[PROMPT] Each line of the data below that holds the word "WHERE" is to be reported in full.

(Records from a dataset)

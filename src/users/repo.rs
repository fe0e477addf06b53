use std::collections::BTreeSet;
use std::sync::Arc;

use async_trait::async_trait;
use sqlx::{pool::PoolConnection, PgConnection, PgPool, Postgres, Transaction};
use time::PrimitiveDateTime;
use tracing::debug;

use crate::config::UserRules;
use crate::users::dto::UserDto;
use crate::users::error::{StoreError, ValidationError};
use crate::users::repo_types::{Permission, PgUserRow};

/// Row-level access to the `users` table.
#[async_trait]
pub trait UserDao: Send {
    async fn get_all(&mut self) -> Result<Vec<UserDto>, StoreError>;
    async fn get_by_id(&mut self, id: i64) -> Result<Option<UserDto>, StoreError>;
    async fn get_by_username(&mut self, username: &str) -> Result<Option<UserDto>, StoreError>;
    /// Inserts the user and stamps its id and creation date.
    async fn create(&mut self, user: &mut UserDto) -> Result<(), StoreError>;
    /// Persists field changes and stamps the last modification date.
    async fn update(&mut self, user: &mut UserDto) -> Result<(), StoreError>;
    async fn delete(&mut self, user: &UserDto) -> Result<(), StoreError>;
}

/// Many-to-many links between users and permissions.
#[async_trait]
pub trait UserPermissionDao: Send {
    async fn create_many(&mut self, user_id: i64, permission_ids: &[i64])
        -> Result<(), StoreError>;
    async fn delete_all_by_user_id(&mut self, user_id: i64) -> Result<u64, StoreError>;
    /// Permissions linked to the user, ordered by permission id.
    async fn get_by_user_id(&mut self, user_id: i64) -> Result<Vec<Permission>, StoreError>;
}

/// One store connection. Transactional sessions roll back when dropped uncommitted.
#[async_trait]
pub trait Session: UserDao + UserPermissionDao {
    async fn commit(self: Box<Self>) -> Result<(), StoreError>;
    async fn rollback(self: Box<Self>) -> Result<(), StoreError>;
}

#[async_trait]
pub trait Store: Send + Sync {
    /// Autocommit session; `commit`/`rollback` are no-ops.
    async fn session(&self) -> Result<Box<dyn Session>, StoreError>;
    /// Transactional session isolated at least against dirty reads.
    async fn begin(&self) -> Result<Box<dyn Session>, StoreError>;
}

#[derive(Clone)]
pub struct PgStore {
    pool: PgPool,
    rules: Arc<UserRules>,
}

impl PgStore {
    pub fn new(pool: PgPool, rules: Arc<UserRules>) -> Self {
        Self { pool, rules }
    }
}

#[async_trait]
impl Store for PgStore {
    async fn session(&self) -> Result<Box<dyn Session>, StoreError> {
        let conn = self.pool.acquire().await?;
        Ok(Box::new(PgSession {
            conn: PgConn::Pooled(conn),
            rules: self.rules.clone(),
        }))
    }

    async fn begin(&self) -> Result<Box<dyn Session>, StoreError> {
        let mut tx = self.pool.begin().await?;
        sqlx::query("SET TRANSACTION ISOLATION LEVEL READ COMMITTED")
            .execute(&mut *tx)
            .await?;
        debug!("transaction started");
        Ok(Box::new(PgSession {
            conn: PgConn::Tx(tx),
            rules: self.rules.clone(),
        }))
    }
}

enum PgConn {
    Pooled(PoolConnection<Postgres>),
    Tx(Transaction<'static, Postgres>),
}

pub struct PgSession {
    conn: PgConn,
    rules: Arc<UserRules>,
}

const USER_COLUMNS: &str = "id, username, password_hash, email, created_at, last_modified_at";

impl PgSession {
    fn conn(&mut self) -> &mut PgConnection {
        match &mut self.conn {
            PgConn::Pooled(conn) => &mut **conn,
            PgConn::Tx(tx) => &mut **tx,
        }
    }

    fn hydrate(&self, record: PgUserRow) -> Result<UserDto, StoreError> {
        let id = record.id;
        let row = record.into_row(&self.rules).map_err(|source| {
            ValidationError::Unformattable {
                field: "users row",
                value: id.to_string(),
                source,
            }
        })?;
        Ok(UserDto::from_row(self.rules.clone(), &row)?)
    }
}

fn username_conflict(e: sqlx::Error, username: &str) -> StoreError {
    let taken = matches!(&e, sqlx::Error::Database(db) if db.is_unique_violation());
    if taken {
        StoreError::UsernameTaken(username.to_string())
    } else {
        StoreError::Database(e)
    }
}

#[async_trait]
impl UserDao for PgSession {
    async fn get_all(&mut self) -> Result<Vec<UserDto>, StoreError> {
        let sql = format!("SELECT {USER_COLUMNS} FROM users ORDER BY id");
        let records = sqlx::query_as::<_, PgUserRow>(&sql)
            .fetch_all(self.conn())
            .await?;
        records.into_iter().map(|r| self.hydrate(r)).collect()
    }

    async fn get_by_id(&mut self, id: i64) -> Result<Option<UserDto>, StoreError> {
        let sql = format!("SELECT {USER_COLUMNS} FROM users WHERE id = $1");
        let record = sqlx::query_as::<_, PgUserRow>(&sql)
            .bind(id)
            .fetch_optional(self.conn())
            .await?;
        record.map(|r| self.hydrate(r)).transpose()
    }

    async fn get_by_username(&mut self, username: &str) -> Result<Option<UserDto>, StoreError> {
        let sql = format!("SELECT {USER_COLUMNS} FROM users WHERE username = $1");
        let record = sqlx::query_as::<_, PgUserRow>(&sql)
            .bind(username)
            .fetch_optional(self.conn())
            .await?;
        record.map(|r| self.hydrate(r)).transpose()
    }

    async fn create(&mut self, user: &mut UserDto) -> Result<(), StoreError> {
        let (id, created_at) = sqlx::query_as::<_, (i64, PrimitiveDateTime)>(
            r#"
            INSERT INTO users (username, password_hash, email)
            VALUES ($1, $2, $3)
            RETURNING id, created_at
            "#,
        )
        .bind(user.username())
        .bind(user.password_hash())
        .bind(user.email())
        .fetch_one(self.conn())
        .await
        .map_err(|e| username_conflict(e, user.username()))?;
        user.set_id(id)?;
        user.set_creation_date(created_at);
        Ok(())
    }

    async fn update(&mut self, user: &mut UserDto) -> Result<(), StoreError> {
        let id = user.ensure_updatable()?;
        let modified = sqlx::query_scalar::<_, PrimitiveDateTime>(
            r#"
            UPDATE users
               SET username = $1,
                   password_hash = $2,
                   email = $3,
                   last_modified_at = (now() AT TIME ZONE 'utc')
             WHERE id = $4
            RETURNING last_modified_at
            "#,
        )
        .bind(user.username())
        .bind(user.password_hash())
        .bind(user.email())
        .bind(id)
        .fetch_optional(self.conn())
        .await
        .map_err(|e| username_conflict(e, user.username()))?
        .ok_or(StoreError::MissingUser(id))?;
        user.set_last_modification_date(Some(modified));
        Ok(())
    }

    async fn delete(&mut self, user: &UserDto) -> Result<(), StoreError> {
        let id = user.ensure_deletable()?;
        let done = sqlx::query("DELETE FROM users WHERE id = $1")
            .bind(id)
            .execute(self.conn())
            .await?;
        if done.rows_affected() == 0 {
            return Err(StoreError::MissingUser(id));
        }
        Ok(())
    }
}

#[async_trait]
impl UserPermissionDao for PgSession {
    async fn create_many(
        &mut self,
        user_id: i64,
        permission_ids: &[i64],
    ) -> Result<(), StoreError> {
        // repeated ids would trip the (user_id, permission_id) key
        let unique: BTreeSet<i64> = permission_ids.iter().copied().collect();
        for permission_id in unique {
            sqlx::query(
                r#"
                INSERT INTO user_permissions (user_id, permission_id)
                VALUES ($1, $2)
                "#,
            )
            .bind(user_id)
            .bind(permission_id)
            .execute(self.conn())
            .await
            .map_err(|e| {
                let unknown = matches!(&e, sqlx::Error::Database(db) if db.is_foreign_key_violation());
                if unknown {
                    StoreError::UnknownPermission(permission_id)
                } else {
                    StoreError::Database(e)
                }
            })?;
        }
        Ok(())
    }

    async fn delete_all_by_user_id(&mut self, user_id: i64) -> Result<u64, StoreError> {
        let done = sqlx::query("DELETE FROM user_permissions WHERE user_id = $1")
            .bind(user_id)
            .execute(self.conn())
            .await?;
        Ok(done.rows_affected())
    }

    async fn get_by_user_id(&mut self, user_id: i64) -> Result<Vec<Permission>, StoreError> {
        let permissions = sqlx::query_as::<_, Permission>(
            r#"
            SELECT p.id, p.identifier, p.description
              FROM permissions p
              JOIN user_permissions up ON up.permission_id = p.id
             WHERE up.user_id = $1
             ORDER BY p.id
            "#,
        )
        .bind(user_id)
        .fetch_all(self.conn())
        .await?;
        Ok(permissions)
    }
}

#[async_trait]
impl Session for PgSession {
    async fn commit(self: Box<Self>) -> Result<(), StoreError> {
        if let PgConn::Tx(tx) = self.conn {
            tx.commit().await?;
            debug!("transaction committed");
        }
        Ok(())
    }

    async fn rollback(self: Box<Self>) -> Result<(), StoreError> {
        if let PgConn::Tx(tx) = self.conn {
            tx.rollback().await?;
            debug!("transaction rolled back");
        }
        Ok(())
    }
}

[SOLUTION]
        let sql = format!("SELECT {USER_COLUMNS} FROM users WHERE id = $1");
        let sql = format!("SELECT {USER_COLUMNS} FROM users WHERE username = $1");
             WHERE id = $4
        let done = sqlx::query("DELETE FROM users WHERE id = $1")
        let done = sqlx::query("DELETE FROM user_permissions WHERE user_id = $1")
             WHERE up.user_id = $1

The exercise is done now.